ステイル、衛兵達やアーサーに露出した姿を見せてしまったことも焦ったが、それ以上にプライドにとって一番深刻な問題は脱ぐことが不可能なほど身体の一部と化した衣服そのものだった。
ネルに贈られた世界にたった一着のワンピース。庶民向けの為、もともと簡易な着方で済むその衣服は脱ぐ方法もシンプルだ。しかし今はその脱ぎ方も難しい。今までは身体が伸びる前に服を脱いでいたプライドだが、今はぴっちりと服が自分の殻がに合わせて張り詰めている。
腹や腰回り、腕まわりは問題ない。しかし肩幅や何より胸囲が明らかに内側から布地を押しやっていた。
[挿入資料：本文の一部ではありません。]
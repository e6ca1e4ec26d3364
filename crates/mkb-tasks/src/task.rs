//! Task identity and record

use crate::status::TaskStatus;
use chrono::{DateTime, Utc};
use serde::{Deserialize, Serialize};
use std::fmt;
use ulid::Ulid;

/// Unique, creation-ordered task identifier
#[derive(Debug, Clone, Copy, PartialEq, Eq, PartialOrd, Ord, Hash, Serialize, Deserialize)]
pub struct TaskId(pub Ulid);

impl TaskId {
    /// Fresh identifier stamped with the current time.
    #[inline]
    #[must_use]
    pub fn new() -> Self {
        Self(Ulid::new())
    }

    /// Parse from its canonical string form.
    ///
    /// # Errors
    ///
    /// Fails when `s` is not a valid ULID.
    pub fn parse(s: &str) -> Result<Self, ulid::DecodeError> {
        Ulid::from_string(s).map(Self)
    }
}

impl Default for TaskId {
    fn default() -> Self {
        Self::new()
    }
}

impl fmt::Display for TaskId {
    fn fmt(&self, f: &mut fmt::Formatter<'_>) -> fmt::Result {
        write!(f, "{}", self.0)
    }
}

/// A queued research request
#[derive(Debug, Clone, Serialize, Deserialize)]
pub struct ResearchTask {
    /// Identity, also the queue ordering key
    pub id: TaskId,
    /// What to research
    pub topic: String,
    /// Free-form context supplied alongside the topic
    pub context: String,
    /// Where the request came from, e.g. `manual` or `web`
    pub source_type: String,
    /// Optional source link
    pub source_url: String,
    /// Lifecycle state
    pub status: TaskStatus,
    /// Submission time
    pub created_at: DateTime<Utc>,
    /// Set when the task reaches a terminal working state
    pub completed_at: Option<DateTime<Utc>>,
    /// Failure detail, set only in the error state
    pub error: Option<String>,
}

impl ResearchTask {
    /// New pending task for `topic`.
    #[must_use]
    pub fn new(topic: impl Into<String>) -> Self {
        Self {
            id: TaskId::new(),
            topic: topic.into(),
            context: String::new(),
            source_type: "manual".to_string(),
            source_url: String::new(),
            status: TaskStatus::Pending,
            created_at: Utc::now(),
            completed_at: None,
            error: None,
        }
    }

    /// With submission context.
    #[inline]
    #[must_use]
    pub fn with_context(mut self, context: impl Into<String>) -> Self {
        self.context = context.into();
        self
    }

    /// With a source label.
    #[inline]
    #[must_use]
    pub fn with_source_type(mut self, source_type: impl Into<String>) -> Self {
        self.source_type = source_type.into();
        self
    }

    /// With a source link.
    #[inline]
    #[must_use]
    pub fn with_source_url(mut self, source_url: impl Into<String>) -> Self {
        self.source_url = source_url.into();
        self
    }
}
十七になってから急成長した女性らしい身体つきが本当に仇になるなんて!とプライドは心の中で叫ぶ。
十四の頃は大したことがなかったが、十七から体付きがラスボス女王と同じシルエットまで急成長した彼女の胸周りは、押さえている両手を少しでも緩めれば布地が裂けるかまたボタンが飛びかねない。
脱がそうにも局部だけがぴっちり詰まっている所為で、途中で服が止まってしまうのは実行前から目に見えていた。
せっかく贈ってくれた素敵なワンピースをたった一日で壊してしまうことにプライドは本気で泣きかけていた。だからといってジルベールに「服を脱ぐからもう一度十四にして!」と我儘を言えない。
特殊能力を解くのと違い、また特殊能力を施して貰うには秘密裏にジルベールをステイルに派遣してもらわなければならないのだから。
プライドが蹲っている理由に、マリーは大きく溜息を吐く。
年頃の男性二人に衛兵にまであられもない姿を見られたというのに、一番に気にするところがそれかとステイルやアーサーの方が不憫に思えてしまう。
「…………仕方がありません。背中の布を切りましょう、あとで私が責任をもって繕わせて頂きます」
「また着れるようになるかしら……?」
「プライド様。ご心配せずとも今日で視察は終わりです」
良いですね?と少し強めの口調で確認を取るマリーに、プライドもしゅんと首を垂らした。